In one aspect, the present invention provides a hydrogen storage system for a fuel cell system, the hydrogen storage system comprising: an outer space filled with a first storage alloy powder that is able to release hydrogen at high temperature; an inner space filled with a second storage alloy powder that is able to release hydrogen only with heat generated from a fuel cell stack; a metal filter disposed between the outer and inner spaces so as to divide the outer and inner spaces; a second heat exchange tube provided between the fuel cell stack and a radiator to constitute a cooling loop and arranged along a longitudinal direction of the inner space; and an independent heat exchange loop independently connected to the outer space for the hydrogen release of the first storage alloy powder.

In a preferred embodiment, the first storage alloy powder is one selected from the group consisting of Mg-based hydride, NaAlH4, LiBH4, LiAlH4 and MgH2 alloys.
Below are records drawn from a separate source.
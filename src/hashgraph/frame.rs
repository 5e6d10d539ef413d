/*
    Copyright © 2024, the hashgraph_rs contributors
    Licensed under the Apache License, Version 2.0: http://www.apache.org/licenses/LICENSE-2.0
*/

//! The self-contained snapshot needed to bootstrap a node at a given round.

use std::collections::BTreeMap;

use borsh::{BorshDeserialize, BorshSerialize};
use sha2::Digest;

use crate::error::Error;
use crate::types::{
    basic::{CryptoHash, PubKeyBytes, Round},
    crypto_primitives::CryptoHasher,
    event::Event,
    peer_set::PeerSet,
    root::Root,
};

/// Everything a node needs to resume consensus from round `round`: the peer set effective at
/// that round, one root per participant describing the history below the frame, and the events
/// received in the round, in consensus order.
///
/// The events are carried with their consensus coordinates filled in, so that a node receiving
/// the frame can reproduce subsequent consensus byte-for-byte; the node-local topological index
/// is excluded from the events' serialized form, keeping the frame's hash identical on every
/// node.
#[derive(Clone, Debug, BorshDeserialize, BorshSerialize)]
pub struct Frame {
    pub round: Round,
    pub peers: PeerSet,
    /// One root per participant active at `round`, keyed by public key.
    pub roots: BTreeMap<PubKeyBytes, Root>,
    /// The events received in `round`, ordered by (consensus timestamp, Lamport timestamp,
    /// whitened signature).
    pub events: Vec<Event>,
}

impl Frame {
    /// The canonical content hash of this `Frame`: the SHA256 digest of its Borsh form.
    pub fn hash(&self) -> Result<CryptoHash, Error> {
        let bytes = self
            .try_to_vec()
            .map_err(|_| Error::Internal("frame serialization failed".to_string()))?;
        Ok(CryptoHash::new(CryptoHasher::digest(&bytes).into()))
    }
}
In another preferred embodiment, the second storage alloy powder is one selected from the group consisting of BCC-based hydride, AB5, AB2, and BCC-based alloys.
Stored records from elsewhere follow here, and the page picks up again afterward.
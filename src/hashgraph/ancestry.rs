/*
    Copyright © 2024, the hashgraph_rs contributors
    Licensed under the Apache License, Version 2.0: http://www.apache.org/licenses/LICENSE-2.0
*/

//! The ancestry queries: `ancestor`, `self_ancestor`, `see`, and `strongly_see`.
//!
//! Reachability is answered from a per-event "last ancestors" table: for each creator, the
//! highest-index event of that creator reachable from the queried event. Because insertion
//! refuses equivocation, every creator's chain is linear, so `y` is an ancestor of `x` exactly
//! when `x`'s table holds an event of `y`'s creator at an index `>= y`'s. The tables are built
//! bottom-up with an explicit work stack (the graph is a DAG by construction, but deep), and
//! memoized; events sitting on a root contribute nothing below themselves.

use std::collections::BTreeMap;

use crate::error::Error;
use crate::store::Store;
use crate::types::{
    basic::{CryptoHash, EventIndex, PubKeyBytes},
    event::Event,
    peer_set::PeerSet,
};

use super::Hashgraph;

/// One entry of an event's last-ancestors table: the highest-index ancestor by one creator.
#[derive(Clone, Copy, Debug)]
pub(crate) struct AncestorEntry {
    pub hash: CryptoHash,
    pub index: EventIndex,
}

impl<S: Store> Hashgraph<S> {
    /// The last-ancestors table of `x`: for each creator, the highest-index event of that
    /// creator that is reachable from `x` (including `x` itself).
    pub(crate) fn last_ancestors(
        &mut self,
        x: &CryptoHash,
    ) -> Result<BTreeMap<PubKeyBytes, AncestorEntry>, Error> {
        if let Some(table) = self.last_ancestors_cache.get(x) {
            return Ok(table.clone());
        }

        let mut stack = vec![*x];
        while let Some(hash) = stack.last().copied() {
            if self.last_ancestors_cache.contains_key(&hash) {
                stack.pop();
                continue;
            }
            let event = self.store.get_event(&hash)?;

            let mut missing = Vec::new();
            let self_parent = *event.self_parent();
            let self_parent_known = self.store.get_event(&self_parent).is_ok();
            if self_parent_known && !self.last_ancestors_cache.contains_key(&self_parent) {
                missing.push(self_parent);
            }
            let other_parent = event.other_parent().copied();
            let other_parent_known = other_parent
                .map(|op| self.store.get_event(&op).is_ok())
                .unwrap_or(false);
            if let Some(op) = other_parent {
                if other_parent_known && !self.last_ancestors_cache.contains_key(&op) {
                    missing.push(op);
                }
            }
            if !missing.is_empty() {
                stack.extend(missing);
                continue;
            }

            let mut table: BTreeMap<PubKeyBytes, AncestorEntry> = if self_parent_known {
                self.last_ancestors_cache[&self_parent].clone()
            } else {
                BTreeMap::new()
            };
            if let Some(op) = other_parent {
                if other_parent_known {
                    for (creator, entry) in &self.last_ancestors_cache[&op] {
                        match table.get(creator) {
                            Some(existing) if existing.index >= entry.index => {}
                            _ => {
                                table.insert(*creator, *entry);
                            }
                        }
                    }
                }
            }
            let own = AncestorEntry {
                hash,
                index: event.index(),
            };
            match table.get(event.creator()) {
                Some(existing) if existing.index >= own.index => {}
                _ => {
                    table.insert(*event.creator(), own);
                }
            }

            self.last_ancestors_cache.insert(hash, table);
            stack.pop();
        }

        Ok(self.last_ancestors_cache[x].clone())
    }

    /// Whether `y` is reachable from `x` following any parent edges. Reflexive.
    pub fn ancestor(&mut self, x: &CryptoHash, y: &CryptoHash) -> Result<bool, Error> {
        if x == y {
            return Ok(true);
        }
        let y_event = self.store.get_event(y)?;
        let table = self.last_ancestors(x)?;
        Ok(table
            .get(y_event.creator())
            .map_or(false, |entry| entry.index >= y_event.index()))
    }

    /// Whether `y` is reachable from `x` following only self-parent edges. Reflexive.
    pub fn self_ancestor(&mut self, x: &CryptoHash, y: &CryptoHash) -> Result<bool, Error> {
        if x == y {
            return Ok(true);
        }
        let x_event = self.store.get_event(x)?;
        let y_event = self.store.get_event(y)?;
        Ok(x_event.creator() == y_event.creator() && x_event.index() > y_event.index())
    }

    /// Whether `x` sees `y`: `y` is an ancestor of `x` and `x` does not witness a fork by `y`'s
    /// creator.
    ///
    /// Forks cannot exist in the store — insertion refuses a second event at an occupied
    /// `(creator, index)` slot — so the fork condition is vacuous and seeing coincides with
    /// ancestry.
    pub fn see(&mut self, x: &CryptoHash, y: &CryptoHash) -> Result<bool, Error> {
        self.ancestor(x, y)
    }

    /// Whether `x` strongly sees `y` under `peers`: `x` sees events by a super-majority of
    /// distinct members of `peers`, each of which sees `y`.
    ///
    /// For each member it suffices to test the member's highest-index event reachable from `x`:
    /// if any event of that member sees `y`, its later events (being its self-descendants) do
    /// too.
    pub fn strongly_see(
        &mut self,
        x: &CryptoHash,
        y: &CryptoHash,
        peers: &PeerSet,
    ) -> Result<bool, Error> {
        let key = (*x, *y, peers.hash()?);
        if let Some(cached) = self.strongly_see_cache.get(&key) {
            return Ok(*cached);
        }

        let table = self.last_ancestors(x)?;
        let mut count = 0;
        for peer in peers.peers() {
            if let Some(entry) = table.get(&peer.pub_key) {
                let intermediate = entry.hash;
                if self.see(&intermediate, y)? {
                    count += 1;
                }
            }
        }
        let result = count >= peers.super_majority();
        self.strongly_see_cache.insert(key, result);
        Ok(result)
    }

    /// The stored event for `hash`, exposed for the driver and tests.
    pub fn get_event(&self, hash: &CryptoHash) -> Result<Event, Error> {
        self.store.get_event(hash)
    }
}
In still another preferred embodiment, a plurality of heat transfer fins are integrally formed on an outer circumferential surface of the metal filter at regular intervals in a longitudinal direction thereof.

In yet another preferred embodiment, the first storage alloy powder is filled in a space between the outer circumferential surface of the metal filter and the heat transfer fins.
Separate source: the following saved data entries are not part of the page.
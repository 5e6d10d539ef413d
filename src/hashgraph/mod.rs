/*
    Copyright © 2024, the hashgraph_rs contributors
    Licensed under the Apache License, Version 2.0: http://www.apache.org/licenses/LICENSE-2.0
*/

//! The hashgraph itself: the event graph, its insertion pipeline, and the consensus phases that
//! derive a total order from it.
//!
//! ## Phases
//!
//! A driver (normally the [`Core`](crate::core::Core)) feeds events into
//! [`insert_event`](Hashgraph::insert_event) and then periodically invokes, in order:
//! 1. [`divide_rounds`](Hashgraph::divide_rounds) — assign rounds and Lamport timestamps, detect
//!    witnesses;
//! 2. [`decide_fame`](Hashgraph::decide_fame) — virtual voting on witness fame;
//! 3. [`decide_round_received`](Hashgraph::decide_round_received) — assign received rounds and
//!    consensus timestamps;
//! 4. [`process_decided_rounds`](Hashgraph::process_decided_rounds) — build frames, emit blocks
//!    on the commit channel;
//! 5. [`process_sig_pool`](Hashgraph::process_sig_pool) — attach block signatures that were
//!    waiting for their block.
//!
//! Each phase is idempotent and resumable: re-running a phase without new inputs changes
//! nothing, and an interrupted phase leaves the store in a state from which re-invocation
//! produces identical results.
//!
//! ## Concurrency
//!
//! The hashgraph is single-threaded cooperative with respect to its own state: ancestry
//! memoization, round tables, and block state are not safe for concurrent mutation. The only
//! blocking operations are store I/O and the commit-channel send; the latter applies
//! back-pressure, so a block is not produced until the previous one has been accepted.

mod ancestry;
mod block;
mod consensus;
mod frame;
mod rounds;
mod sig_pool;

pub use block::{Block, BlockBody};
pub use frame::Frame;
pub use rounds::{PendingRound, RoundCreated, RoundEvent, RoundReceived};
pub use sig_pool::SigPool;

use std::collections::{BTreeMap, HashMap};
use std::sync::mpsc::SyncSender;

use crate::config::Configuration;
use crate::error::{Error, Item};
use crate::logging;
use crate::store::Store;
use crate::types::{
    basic::{CryptoHash, EventIndex, PubKeyBytes, Round},
    event::{Event, WireEvent},
    root::Root,
};

pub(crate) use ancestry::AncestorEntry;

/// The consensus core. Owns the store, the memoization caches, and the queues of events and
/// rounds whose consensus state is still being derived.
pub struct Hashgraph<S: Store> {
    store: S,
    config: Configuration,
    commit_tx: Option<SyncSender<Block>>,

    /// Inserted events that have not been assigned a received round yet, in topological order.
    undetermined_events: Vec<CryptoHash>,
    /// Rounds with witnesses whose fame is being decided, and whether they are decided.
    pending_rounds: BTreeMap<Round, PendingRound>,
    /// Number of inserted payload-carrying events that have not reached consensus.
    pending_loaded_events: i64,
    /// After a reset from a frame, rounds at or below this bound belong to the trusted snapshot
    /// and must not produce blocks again.
    round_lower_bound: Option<Round>,

    /// Out-of-order block signatures, held until the signed block exists.
    sig_pool: SigPool,

    // Memoization. Entries are only ever added (events are immutable once inserted), which
    // makes insertion-order population forward-safe; the caches are dropped wholesale on reset.
    last_ancestors_cache: HashMap<CryptoHash, BTreeMap<PubKeyBytes, AncestorEntry>>,
    strongly_see_cache: HashMap<(CryptoHash, CryptoHash, CryptoHash), bool>,
    round_cache: HashMap<CryptoHash, Round>,
}

impl<S: Store> Hashgraph<S> {
    /// Create a hashgraph over `store`. Blocks are delivered on `commit_tx` in strictly
    /// increasing index order; the channel's bound provides the back-pressure required of the
    /// driver.
    pub fn new(store: S, commit_tx: Option<SyncSender<Block>>, config: Configuration) -> Self {
        let cache_size = config.cache_size;
        Hashgraph {
            store,
            config,
            commit_tx,
            undetermined_events: Vec::new(),
            pending_rounds: BTreeMap::new(),
            pending_loaded_events: 0,
            round_lower_bound: None,
            sig_pool: SigPool::new(),
            last_ancestors_cache: HashMap::with_capacity(cache_size),
            strongly_see_cache: HashMap::with_capacity(cache_size),
            round_cache: HashMap::with_capacity(cache_size),
        }
    }

    pub fn store(&self) -> &S {
        &self.store
    }

    pub fn store_mut(&mut self) -> &mut S {
        &mut self.store
    }

    /// Number of inserted payload-carrying events that have not reached consensus yet.
    pub fn pending_loaded_events(&self) -> i64 {
        self.pending_loaded_events
    }

    /// Queue a block signature for [`process_sig_pool`](Self::process_sig_pool).
    pub fn add_pending_signature(&mut self, signature: crate::types::transactions::BlockSignature) {
        self.sig_pool.add(signature);
    }

    /* ↓↓↓ Insertion ↓↓↓ */

    /// Validate `event` and link it into the graph.
    ///
    /// Validation order: signature, creator membership in the repertoire, self-parent,
    /// other-parent. Membership of the creator in the peer set of the event's round is *not*
    /// checked here — it is enforced lazily, when the round is computed, because the round is
    /// not known at insertion time.
    ///
    /// Re-inserting an event that is already in the store is a no-op; inserting a *different*
    /// event at an occupied `(creator, index)` slot fails with
    /// [`Equivocation`](Error::Equivocation) and the event is not admitted.
    pub fn insert_event(&mut self, event: Event) -> Result<(), Error> {
        let hash = event.hash()?;
        if self.store.get_event(&hash).is_ok() {
            return Ok(());
        }

        if !event.verify()? {
            return Err(Error::BadSignature);
        }

        let creator = *event.creator();
        let root = self
            .store
            .get_root(&creator)
            .map_err(|_| Error::UnknownCreator(creator))?;

        // Self-parent: the creator's previous event, or its root.
        let self_parent = *event.self_parent();
        let expected_index = if self_parent == root.self_parent.hash {
            root.self_parent.index + 1
        } else {
            match self.store.get_event(&self_parent) {
                Ok(parent) => {
                    if parent.creator() != &creator {
                        return Err(Error::SelfParentMismatch {
                            creator,
                            index: event.index(),
                        });
                    }
                    parent.index() + 1
                }
                Err(e) if e.is_not_found() => return Err(Error::UnknownParent(self_parent)),
                Err(e) => return Err(e),
            }
        };
        if self.store.participant_event(&creator, event.index()).is_ok() {
            return Err(Error::Equivocation {
                creator,
                index: event.index(),
            });
        }
        if event.index() != expected_index {
            return Err(Error::SelfParentMismatch {
                creator,
                index: event.index(),
            });
        }

        // Other-parent: a known event, or an event the creator's root describes.
        if let Some(other_parent) = event.other_parent() {
            if self.store.get_event(other_parent).is_err() {
                match root.others.get(&hash) {
                    Some(described) if described.hash == *other_parent => {}
                    _ => return Err(Error::UnknownParent(*other_parent)),
                }
            }
        }

        let loaded = event.is_loaded();
        let block_signatures = event.body.block_signatures.clone();
        self.store.set_event(event)?;
        self.undetermined_events.push(hash);
        if loaded {
            self.pending_loaded_events += 1;
        }
        for signature in block_signatures {
            self.sig_pool.add(signature);
        }

        log::debug!(
            "{}, {}, {}",
            logging::INSERT_EVENT,
            logging::short_hash(&creator),
            hash,
        );
        Ok(())
    }

    /* ↓↓↓ Wire form ↓↓↓ */

    /// Resolve a [`WireEvent`]'s `(creator id, index)` parent references against the store and
    /// return the full event, ready for [`insert_event`](Self::insert_event).
    pub fn read_wire_event(&self, wire: WireEvent) -> Result<Event, Error> {
        let repertoire = self.store.repertoire_by_id();
        let creator = repertoire
            .get(&wire.creator_id)
            .ok_or(Error::NotFound(Item::PeerById(wire.creator_id)))?
            .clone();
        let root = self.store.get_root(&creator.pub_key)?;

        let self_parent = if wire.self_parent_index == root.self_parent.index {
            root.self_parent.hash
        } else {
            self.store
                .participant_event(&creator.pub_key, wire.self_parent_index)?
        };

        let other_parent = match wire.other_parent_creator_id {
            None => None,
            Some(other_creator_id) => {
                let other_creator = repertoire
                    .get(&other_creator_id)
                    .ok_or(Error::NotFound(Item::PeerById(other_creator_id)))?;
                match self
                    .store
                    .participant_event(&other_creator.pub_key, wire.other_parent_index)
                {
                    Ok(hash) => Some(hash),
                    Err(e) if e.is_not_found() => {
                        // The referenced event may have fallen below a reset horizon; the
                        // creator's root then describes it.
                        let described = root.others.values().find(|re| {
                            re.creator_id == other_creator_id && re.index == wire.other_parent_index
                        });
                        match described {
                            Some(re) => Some(re.hash),
                            None => return Err(e),
                        }
                    }
                    Err(e) => return Err(e),
                }
            }
        };

        let mut event = Event::new(
            wire.transactions,
            wire.internal_transactions,
            wire.block_signatures,
            self_parent,
            other_parent,
            creator.pub_key,
            wire.index,
            wire.timestamp,
        );
        event.signature = wire.signature;
        Ok(event)
    }

    /// Convert a stored event into its wire form.
    pub fn to_wire_event(&self, event: &Event) -> Result<WireEvent, Error> {
        let hash = event.hash()?;
        let repertoire = self.store.repertoire_by_pub_key();
        let creator = repertoire
            .get(event.creator())
            .ok_or(Error::UnknownCreator(*event.creator()))?;
        let root = self.store.get_root(event.creator())?;

        let other = match event.other_parent() {
            None => None,
            Some(other_parent) => match self.store.get_event(other_parent) {
                Ok(parent) => {
                    let other_creator = repertoire
                        .get(parent.creator())
                        .ok_or(Error::UnknownCreator(*parent.creator()))?;
                    Some((other_creator.id, parent.index()))
                }
                Err(e) if e.is_not_found() => match root.others.get(&hash) {
                    Some(re) => Some((re.creator_id, re.index)),
                    None => return Err(Error::UnknownParent(*other_parent)),
                },
                Err(e) => return Err(e),
            },
        };

        Ok(WireEvent {
            transactions: event.body.transactions.clone(),
            internal_transactions: event.body.internal_transactions.clone(),
            block_signatures: event.body.block_signatures.clone(),
            creator_id: creator.id,
            index: event.index(),
            self_parent_index: EventIndex::new(event.index().int() - 1),
            other_parent_creator_id: other.map(|(id, _)| id),
            other_parent_index: other.map(|(_, i)| i).unwrap_or(EventIndex::new(-1)),
            timestamp: event.timestamp(),
            signature: event.signature,
        })
    }

    /* ↓↓↓ Reset / fast-forward ↓↓↓ */

    /// Rebuild the node's state from a trusted `block` and the `frame` it commits to.
    ///
    /// Refuses to mutate any state unless the block carries a super-majority of valid
    /// signatures from the frame's peer set and the frame's recomputed hashes match the ones
    /// committed in the block.
    pub fn reset(&mut self, block: Block, frame: Frame) -> Result<(), Error> {
        use crate::types::transactions::BlockSignature;

        let mut valid = 0;
        for (pub_key, signature) in &block.signatures {
            if !frame.peers.contains(pub_key) {
                continue;
            }
            let block_signature = BlockSignature {
                validator: *pub_key,
                index: block.index(),
                signature: *signature,
            };
            if block.verify_signature(&block_signature)? {
                valid += 1;
            }
        }
        let need = frame.peers.super_majority();
        if valid < need {
            return Err(Error::InsufficientSignatures { got: valid, need });
        }

        if frame.hash()? != block.body.frame_hash || frame.peers.hash()? != block.body.peers_hash {
            return Err(Error::FrameHashMismatch);
        }

        self.store.reset(&frame)?;
        self.store.set_frame(frame.clone())?;
        self.store.set_block(block)?;

        self.undetermined_events.clear();
        self.pending_rounds.clear();
        self.pending_loaded_events = 0;
        self.last_ancestors_cache.clear();
        self.strongly_see_cache.clear();
        self.round_cache.clear();
        self.round_lower_bound = Some(frame.round);

        // Replay the frame's events. Lamport order puts every parent before its children, and
        // the coordinates are recomputed, which reproduces the frame's values exactly.
        let mut events = frame.events.clone();
        events.sort_by_key(|e| {
            (
                e.lamport_timestamp().map(|l| l.int()).unwrap_or(-1),
                *e.creator(),
                e.index(),
            )
        });
        for mut event in events {
            event.clear_coordinates();
            self.insert_event(event)?;
        }

        log::info!("{}, {}", logging::RESET, frame.round);
        Ok(())
    }

    /* ↓↓↓ Shared helpers ↓↓↓ */

    pub(crate) fn creator_root(&self, creator: &PubKeyBytes) -> Result<Root, Error> {
        self.store.get_root(creator)
    }
}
In still yet another preferred embodiment, the independent heat exchange loop comprises: at least one first heat exchange tubes arranged in the outer space along a longitudinal direction thereof; an inlet chamber connected to one end (inlet) of the first heat exchange tube or each of the first heat exchange tubes; an outlet chamber connected to the other end (outlet) of the first heat exchange tube or each of the first heat exchange tubes; heating means provided in the inlet chamber and heating a first heat transfer medium; a first heat transfer medium inlet line connected to the inlet chamber; a first heat transfer medium discharge line connected to the outlet chamber; and a pump and a reservoir for storing the first heat transfer medium disposed between the first heat transfer medium inlet line and the first heat transfer medium discharge line.

In a further preferred embodiment, temperature control means is connected to the heating means to control the temperature of the heating means based on information from a temperature sensor provided in the inlet chamber so as to maintain the temperature of the first storage alloy powder constant.

It is understood that the term “vehicle” or “vehicular” or other similar term as used herein is inclusive of motor vehicles in general such as passenger automobiles including sports utility vehicles (SUV), buses, trucks, various commercial vehicles, watercraft including a variety of boats and ships, aircraft, and the like.

The above features and advantages of the present invention will be apparent from or are set forth in more detail in the accompanying drawings, which are incorporated in and form a part of this specification, and the following Detailed Description, which together serve to explain by way of example the principles of the present invention.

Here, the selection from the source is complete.